* [The task]: Could you filter the records below and keep only the lines with the word "println"?

* [Stored items]:
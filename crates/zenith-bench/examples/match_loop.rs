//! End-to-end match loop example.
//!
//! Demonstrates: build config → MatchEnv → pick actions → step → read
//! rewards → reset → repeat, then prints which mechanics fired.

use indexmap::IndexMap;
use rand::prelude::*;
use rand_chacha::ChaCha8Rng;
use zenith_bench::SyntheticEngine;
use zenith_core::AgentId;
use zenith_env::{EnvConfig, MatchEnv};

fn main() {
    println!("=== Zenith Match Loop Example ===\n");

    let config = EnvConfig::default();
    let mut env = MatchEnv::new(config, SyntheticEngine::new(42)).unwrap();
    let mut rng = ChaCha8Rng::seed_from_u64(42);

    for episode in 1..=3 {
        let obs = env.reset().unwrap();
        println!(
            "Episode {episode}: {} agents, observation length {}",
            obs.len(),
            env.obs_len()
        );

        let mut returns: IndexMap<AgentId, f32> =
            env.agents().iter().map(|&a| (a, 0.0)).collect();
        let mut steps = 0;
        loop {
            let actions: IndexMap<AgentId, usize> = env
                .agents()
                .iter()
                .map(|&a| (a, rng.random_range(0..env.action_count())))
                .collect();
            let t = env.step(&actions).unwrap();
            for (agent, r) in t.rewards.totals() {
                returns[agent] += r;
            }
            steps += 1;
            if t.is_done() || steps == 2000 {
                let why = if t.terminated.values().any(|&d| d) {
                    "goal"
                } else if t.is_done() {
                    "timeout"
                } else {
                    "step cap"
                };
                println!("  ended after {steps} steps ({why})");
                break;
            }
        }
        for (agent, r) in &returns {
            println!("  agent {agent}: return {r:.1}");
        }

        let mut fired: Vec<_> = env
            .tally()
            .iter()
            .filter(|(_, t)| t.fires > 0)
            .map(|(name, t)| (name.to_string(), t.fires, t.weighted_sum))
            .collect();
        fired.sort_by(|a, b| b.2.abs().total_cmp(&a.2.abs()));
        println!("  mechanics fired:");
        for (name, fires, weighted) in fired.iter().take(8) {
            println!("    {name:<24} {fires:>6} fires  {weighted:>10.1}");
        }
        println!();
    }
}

* [Result for this exercise]:
    println!("=== Zenith Match Loop Example ===\n");
        println!(
                println!("  ended after {steps} steps ({why})");
            println!("  agent {agent}: return {r:.1}");
        println!("  mechanics fired:");
            println!("    {name:<24} {fires:>6} fires  {weighted:>10.1}");
        println!();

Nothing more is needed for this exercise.